◆ Exercise requirements: Find each line in the records below that contains the word "then", and copy it out.

◆ Provided information:
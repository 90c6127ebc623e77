#![cfg(all(not(target_family = "wasm"), feature = "cli"))]

use insta_cmd::assert_cmd_snapshot;
use insta_cmd::get_cargo_bin;
use std::process::Command;

#[test]
fn sql() {
    assert_cmd_snapshot!(erqc_command()
        .args(["sql"])
        .pass_stdin("T[a > 1]{a};;\nif exists(T) then delete from T end"), @r"
    success: true
    exit_code: 0
    ----- stdout -----
    select a from T where (a > 1);
    select case when exists (select * from T) then 1 else 0 end;
    delete from T;

    ----- stderr -----
    ");
}

#[test]
fn compile() {
    assert_cmd_snapshot!(erqc_command()
        .args(["compile", "--rule", "statement"])
        .pass_stdin("T output raw to 'out.txt'"), @r#"
    success: true
    exit_code: 0
    ----- stdout -----
    [
      {
        "type": "select",
        "query": "select * from T",
        "format": "raw",
        "dest": {
          "type": "file",
          "path": "out.txt"
        }
      }
    ]

    ----- stderr -----
    "#);
}

#[test]
fn compile_error() {
    assert_cmd_snapshot!(erqc_command()
        .args(["compile"])
        .pass_stdin(r"T{e'\q'}"), @r"
    success: false
    exit_code: 1
    ----- stdout -----

    ----- stderr -----
    Error:
       ╭─[ :1:3 ]
       │
     1 │ T{e'\q'}
       │   ──┬──
       │     ╰──── unsupported escape `\q`
       │
       │ Help: use `\\` for a literal backslash
    ───╯
    ");
}

#[test]
fn rule_from_env() {
    assert_cmd_snapshot!(erqc_command()
        .args(["sql"])
        .env("ERQC_RULE", "repl-line")
        .pass_stdin("T{a}"), @r"
    success: false
    exit_code: 1
    ----- stdout -----

    ----- stderr -----
    Error: incomplete input
    ");
}

fn erqc_command() -> Command {
    let mut cmd = Command::new(get_cargo_bin("erqc"));
    normalize_erqc(&mut cmd);
    cmd
}

fn normalize_erqc(cmd: &mut Command) -> &mut Command {
    cmd
        // `CLICOLOR_FORCE` overrides `--color=never`, and snapshots shouldn't
        // carry colors.
        .env_remove("CLICOLOR_FORCE")
        .env("NO_COLOR", "1")
        .args(["--color=never"])
        // We don't want the tests to be affected by the user's `RUST_BACKTRACE` setting.
        .env_remove("RUST_BACKTRACE")
        .env_remove("RUST_LOG")
        .env_remove("ERQC_RULE")
        .env_remove("ERQC_DEBUG_LOG")
}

◆ Response to the task:
        .pass_stdin("T[a > 1]{a};;\nif exists(T) then delete from T end"), @r"
    select case when exists (select * from T) then 1 else 0 end;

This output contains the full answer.